Problem requirements: Among the lines of the records, find all that carry the word "under" and copy them.

(Collected data)
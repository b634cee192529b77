//! Recording system module
//!
//! - RecordingController: owns the capture file handle and tick counter
//! - RecordingState / RecordingAnomaly: state machine and reportable
//!   precondition violations

pub mod controller;
pub mod state;

pub use controller::RecordingController;
pub use state::{RecordingAnomaly, RecordingState};
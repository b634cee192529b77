//! Error types and handling
//!
//! Common error types used across the crate. Nothing here is fatal to the
//! host: each operation boundary converts these into a sink notification
//! plus a safe return value.

use thiserror::Error;

/// Errors from loading or persisting the settings document
#[derive(Error, Debug)]
pub enum SettingsError {
    #[error("IO error: {0}")]
    Io(#[from] std::io::Error),

    #[error("JSON parsing error: {0}")]
    Json(#[from] serde_json::Error),

    #[error("Malformed settings: {0}")]
    Malformed(String),
}

/// Result type alias using SettingsError
pub type SettingsResult<T> = Result<T, SettingsError>;
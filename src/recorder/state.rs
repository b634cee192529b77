//! Recording state definitions
//!
//! The controller's state machine and the anomaly vocabulary it reports
//! through the log sink.

use serde::{Deserialize, Serialize};
use std::path::PathBuf;

/// Current state of the recording session
#[derive(Debug, Clone, Copy, PartialEq, Eq, Serialize, Deserialize)]
#[serde(rename_all = "lowercase")]
pub enum RecordingState {
    /// No capture file open, ticks not counted
    Idle,
    /// Capture file open, ticks counted
    Active,
}

impl Default for RecordingState {
    fn default() -> Self {
        Self::Idle
    }
}

/// Non-fatal precondition violations and failures reported by the controller
///
/// Every variant is delivered to the log sink; the controller converges to a
/// safe state (no dangling handle) regardless.
#[derive(Debug, Clone, PartialEq, Eq, Serialize, Deserialize)]
#[serde(tag = "kind", rename_all = "camelCase")]
pub enum RecordingAnomaly {
    /// `start()` found a stale open handle; it was closed before proceeding
    AlreadyOpen,
    /// `stop()` found no open handle
    NotOpen,
    /// The capture file could not be created; the session stays idle
    CreateFailed { path: PathBuf },
}
//! Simulation session bootstrap core.
//!
//! Resolves runtime configuration from a persisted settings store
//! (fail-open, defaults persisted on first run) and drives a file-backed
//! recording session in lockstep with the host's tick source. The host
//! framework owns the tick loop, input bindings, and log transport; it
//! calls into this crate at defined points:
//!
//! - [`SessionDriver::initialize`] once, before ticking begins
//! - [`SessionDriver::on_tick`] per tick event
//! - [`SessionDriver::toggle_recording`] per user trigger
//!
//! The core is single-threaded by contract; a multi-threaded host wraps the
//! driver in its own lock.

pub mod recorder;
pub mod session;
pub mod settings;
pub mod utils;

pub use recorder::{RecordingAnomaly, RecordingController, RecordingState};
pub use session::SessionDriver;
pub use settings::{resolve, ResolveOutcome, ResolvedConfig, SettingsDocument};
pub use utils::sink::{LogRecord, LogSink, MemorySink, Severity, TracingSink};

use tracing_subscriber::{layer::SubscriberExt, util::SubscriberInitExt};

/// Initialize tracing/logging for hosts that do not install their own
/// subscriber
///
/// Honors `RUST_LOG`; defaults to debug-level output for this crate.
pub fn init_logging() {
    tracing_subscriber::registry()
        .with(
            tracing_subscriber::EnvFilter::try_from_default_env()
                .unwrap_or_else(|_| "simsession=debug".into()),
        )
        .with(tracing_subscriber::fmt::layer())
        .init();

    tracing::info!("simsession v{}", env!("CARGO_PKG_VERSION"));
}
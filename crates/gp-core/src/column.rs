use rand::Rng;
use serde::{Deserialize, Serialize};

use crate::config::{ColumnSpec, GridConfig};
use crate::error::Result;
use crate::hasher::Token;
use crate::path::{Path, trace};
use crate::position::Position;

/// One independent path-tracing instance. Identity is `index`.
#[derive(Clone, Debug, PartialEq, Eq, Serialize, Deserialize)]
pub struct Column {
    pub index: usize,
    pub spec: ColumnSpec,
    pub path: Path,
}

/// Parallel paths over the same token sequence, one per column spec.
///
/// Columns share nothing mutable: each path is keyed only by its own
/// `(start, tokens, seed)`, so build order never changes a path.
#[derive(Clone, Debug, Default, PartialEq, Eq, Serialize, Deserialize)]
pub struct ColumnSet {
    columns: Vec<Column>,
}

impl ColumnSet {
    pub fn build(config: &GridConfig, tokens: &[Token]) -> Result<Self> {
        config.validate()?;
        let hasher = config.hasher();
        let columns = config
            .columns
            .iter()
            .enumerate()
            .map(|(index, spec)| Column {
                index,
                spec: *spec,
                path: trace(&hasher, config.grid_size, spec.start, tokens, spec.seed),
            })
            .collect();
        Ok(Self { columns })
    }

    pub fn columns(&self) -> &[Column] {
        &self.columns
    }

    pub fn len(&self) -> usize {
        self.columns.len()
    }

    pub fn is_empty(&self) -> bool {
        self.columns.is_empty()
    }

    pub fn get(&self, index: usize) -> Option<&Column> {
        self.columns.get(index)
    }

    pub fn paths(&self) -> impl Iterator<Item = &Path> {
        self.columns.iter().map(|c| &c.path)
    }
}

/// Generators for column start/seed layouts.
pub struct ColumnLayout;

impl ColumnLayout {
    /// `n` columns spread along the main diagonal, seeds `0..n`.
    pub fn evenly_spaced(n: usize, grid_size: u32) -> Vec<ColumnSpec> {
        if n == 0 || grid_size == 0 {
            return Vec::new();
        }
        let stride = (grid_size as u64 / n as u64).max(1);
        (0..n)
            .map(|i| {
                let c = ((i as u64 * stride + stride / 2) % grid_size as u64) as u32;
                ColumnSpec::new(Position::new(c, c), i as u32)
            })
            .collect()
    }

    /// `n` columns with random starts and seeds. Deterministic for a seeded rng.
    pub fn scattered(n: usize, grid_size: u32, rng: &mut impl Rng) -> Vec<ColumnSpec> {
        if grid_size == 0 {
            return Vec::new();
        }
        (0..n)
            .map(|_| {
                let start = Position::new(
                    rng.random_range(0..grid_size),
                    rng.random_range(0..grid_size),
                );
                ColumnSpec::new(start, rng.random())
            })
            .collect()
    }

    /// One column per `(dx, dy)` offset from `base`, seeds `0..n`.
    pub fn offsets(base: Position, offsets: &[(i64, i64)], grid_size: u32) -> Vec<ColumnSpec> {
        offsets
            .iter()
            .enumerate()
            .map(|(i, &(dx, dy))| {
                let start =
                    Position::wrapped(base.x as i64 + dx, base.y as i64 + dy, grid_size);
                ColumnSpec::new(start, i as u32)
            })
            .collect()
    }
}
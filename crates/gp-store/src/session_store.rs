use std::path::{Path, PathBuf};
use std::{env, fs};

use gp_core::Session;

use crate::error::{Result, StoreError};
use crate::store::Store;

pub const DEFAULT_SESSION: &str = "default";

/// Default base directory for all gridpath storage.
pub fn default_base_dir() -> PathBuf {
    env::var("HOME")
        .or_else(|_| env::var("USERPROFILE"))
        .map(PathBuf::from)
        .unwrap_or_else(|_| PathBuf::from("."))
        .join(".gridpath")
}

/// Sanitize a session name for use as a filename.
fn sanitize_name(name: &str) -> String {
    name.chars()
        .map(|c| {
            if c.is_alphanumeric() || c == '-' || c == '_' {
                c
            } else {
                '_'
            }
        })
        .collect()
}

/// One SQLite file per named session.
///
/// Layout:
/// ```text
/// ~/.gridpath/
/// └── sessions/
///     ├── default.db
///     └── <name>.db
/// ```
pub struct SessionStore {
    store: Store,
    name: String,
    path: Option<PathBuf>,
}

impl SessionStore {
    /// Open (creating if needed) the store for `name` under `base_dir`.
    pub fn open(name: Option<&str>, base_dir: Option<&Path>) -> Result<Self> {
        let base = base_dir.map(PathBuf::from).unwrap_or_else(default_base_dir);
        let sessions_dir = base.join("sessions");
        fs::create_dir_all(&sessions_dir).map_err(|e| {
            StoreError::InvalidData(format!("failed to create {}: {e}", sessions_dir.display()))
        })?;

        let name = sanitize_name(name.unwrap_or(DEFAULT_SESSION));
        if name.is_empty() {
            return Err(StoreError::InvalidData("session name is empty".into()));
        }
        let path = sessions_dir.join(format!("{name}.db"));
        let store = Store::open(&path)?;
        tracing::debug!(session = %name, path = %path.display(), "opened session store");

        Ok(Self {
            store,
            name,
            path: Some(path),
        })
    }

    pub fn open_in_memory() -> Result<Self> {
        Ok(Self {
            store: Store::open_in_memory()?,
            name: "test".to_string(),
            path: None,
        })
    }

    pub fn name(&self) -> &str {
        &self.name
    }

    pub fn path(&self) -> Option<&Path> {
        self.path.as_deref()
    }

    pub fn store(&self) -> &Store {
        &self.store
    }

    pub fn load(&self) -> Result<Option<Session>> {
        self.store.load_session()
    }

    pub fn save(&self, session: &Session) -> Result<()> {
        self.store.save_session(session)
    }

    /// Size of the backing file in bytes (0 for in-memory stores).
    pub fn db_size(&self) -> u64 {
        self.path
            .as_deref()
            .and_then(|p| fs::metadata(p).ok())
            .map(|m| m.len())
            .unwrap_or(0)
    }
}

/// Names of the sessions stored under `base_dir`, sorted.
pub fn list_sessions(base_dir: Option<&Path>) -> Result<Vec<String>> {
    let base = base_dir.map(PathBuf::from).unwrap_or_else(default_base_dir);
    let sessions_dir = base.join("sessions");
    if !sessions_dir.is_dir() {
        return Ok(Vec::new());
    }
    let mut names: Vec<String> = fs::read_dir(&sessions_dir)?
        .flatten()
        .filter_map(|entry| {
            let path = entry.path();
            if path.extension().and_then(|e| e.to_str()) == Some("db") {
                path.file_stem().and_then(|s| s.to_str()).map(String::from)
            } else {
                None
            }
        })
        .collect();
    names.sort();
    Ok(names)
}
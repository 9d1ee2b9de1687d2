use serde::{Deserialize, Serialize};

use crate::constants::CONTEXT_WINDOW;
use crate::hasher::{ContextHasher, Token};
use crate::position::{Displacement, Position};

/// One visited cell. The first step of a path has no displacement.
#[derive(Clone, Copy, Debug, PartialEq, Eq, Serialize, Deserialize)]
pub struct Step {
    pub position: Position,
    pub token: Token,
    #[serde(default, skip_serializing_if = "Option::is_none")]
    pub displacement: Option<Displacement>,
}

/// Ordered steps traced by one column. Immutable once built; two paths
/// may cross the same cell without any relation between them.
#[derive(Clone, Debug, Default, PartialEq, Eq, Serialize, Deserialize)]
pub struct Path {
    steps: Vec<Step>,
}

impl Path {
    pub fn steps(&self) -> &[Step] {
        &self.steps
    }

    pub fn len(&self) -> usize {
        self.steps.len()
    }

    pub fn is_empty(&self) -> bool {
        self.steps.is_empty()
    }

    pub fn step_at(&self, i: usize) -> Option<&Step> {
        self.steps.get(i)
    }

    pub fn positions(&self) -> impl Iterator<Item = Position> + '_ {
        self.steps.iter().map(|s| s.position)
    }

    pub fn last_position(&self) -> Option<Position> {
        self.steps.last().map(|s| s.position)
    }

    /// The first `n` steps (all of them if `n` exceeds the length).
    pub fn prefix(&self, n: usize) -> &[Step] {
        &self.steps[..n.min(self.steps.len())]
    }
}

/// Walk `tokens` across a `grid_size` torus starting at `start`.
///
/// Step `i >= 1` moves by `hasher.displacement(tokens[i-1], tokens[i], seed)`
/// from the previous cell. Depends on nothing but its arguments.
pub fn trace(
    hasher: &ContextHasher,
    grid_size: u32,
    start: Position,
    tokens: &[Token],
    seed: u32,
) -> Path {
    let mut steps = Vec::with_capacity(tokens.len());
    let Some(&first) = tokens.first() else {
        return Path { steps };
    };

    let mut current = start.normalized(grid_size);
    steps.push(Step {
        position: current,
        token: first,
        displacement: None,
    });

    for window in tokens.windows(CONTEXT_WINDOW) {
        let Some(d) = hasher.hash_window(window, seed) else {
            continue;
        };
        current = current.offset(d, grid_size);
        steps.push(Step {
            position: current,
            token: window[CONTEXT_WINDOW - 1],
            displacement: Some(d),
        });
    }

    Path { steps }
}
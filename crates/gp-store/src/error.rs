use std::fmt;

use gp_core::GridError;

#[derive(Debug)]
pub enum StoreError {
    Sqlite(rusqlite::Error),
    Core(GridError),
    Toml(toml::de::Error),
    Io(std::io::Error),
    InvalidData(String),
}

impl fmt::Display for StoreError {
    fn fmt(&self, f: &mut fmt::Formatter<'_>) -> fmt::Result {
        match self {
            StoreError::Sqlite(e) => write!(f, "SQLite error: {e}"),
            StoreError::Core(e) => write!(f, "{e}"),
            StoreError::Toml(e) => write!(f, "config parse error: {e}"),
            StoreError::Io(e) => write!(f, "I/O error: {e}"),
            StoreError::InvalidData(msg) => write!(f, "invalid data: {msg}"),
        }
    }
}

impl std::error::Error for StoreError {}

impl From<rusqlite::Error> for StoreError {
    fn from(e: rusqlite::Error) -> Self {
        StoreError::Sqlite(e)
    }
}

impl From<GridError> for StoreError {
    fn from(e: GridError) -> Self {
        StoreError::Core(e)
    }
}

impl From<toml::de::Error> for StoreError {
    fn from(e: toml::de::Error) -> Self {
        StoreError::Toml(e)
    }
}

impl From<std::io::Error> for StoreError {
    fn from(e: std::io::Error) -> Self {
        StoreError::Io(e)
    }
}

pub type Result<T> = std::result::Result<T, StoreError>;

Problem solution:
    /// Open (creating if needed) the store for `name` under `base_dir`.
/// Names of the sessions stored under `base_dir`, sorted.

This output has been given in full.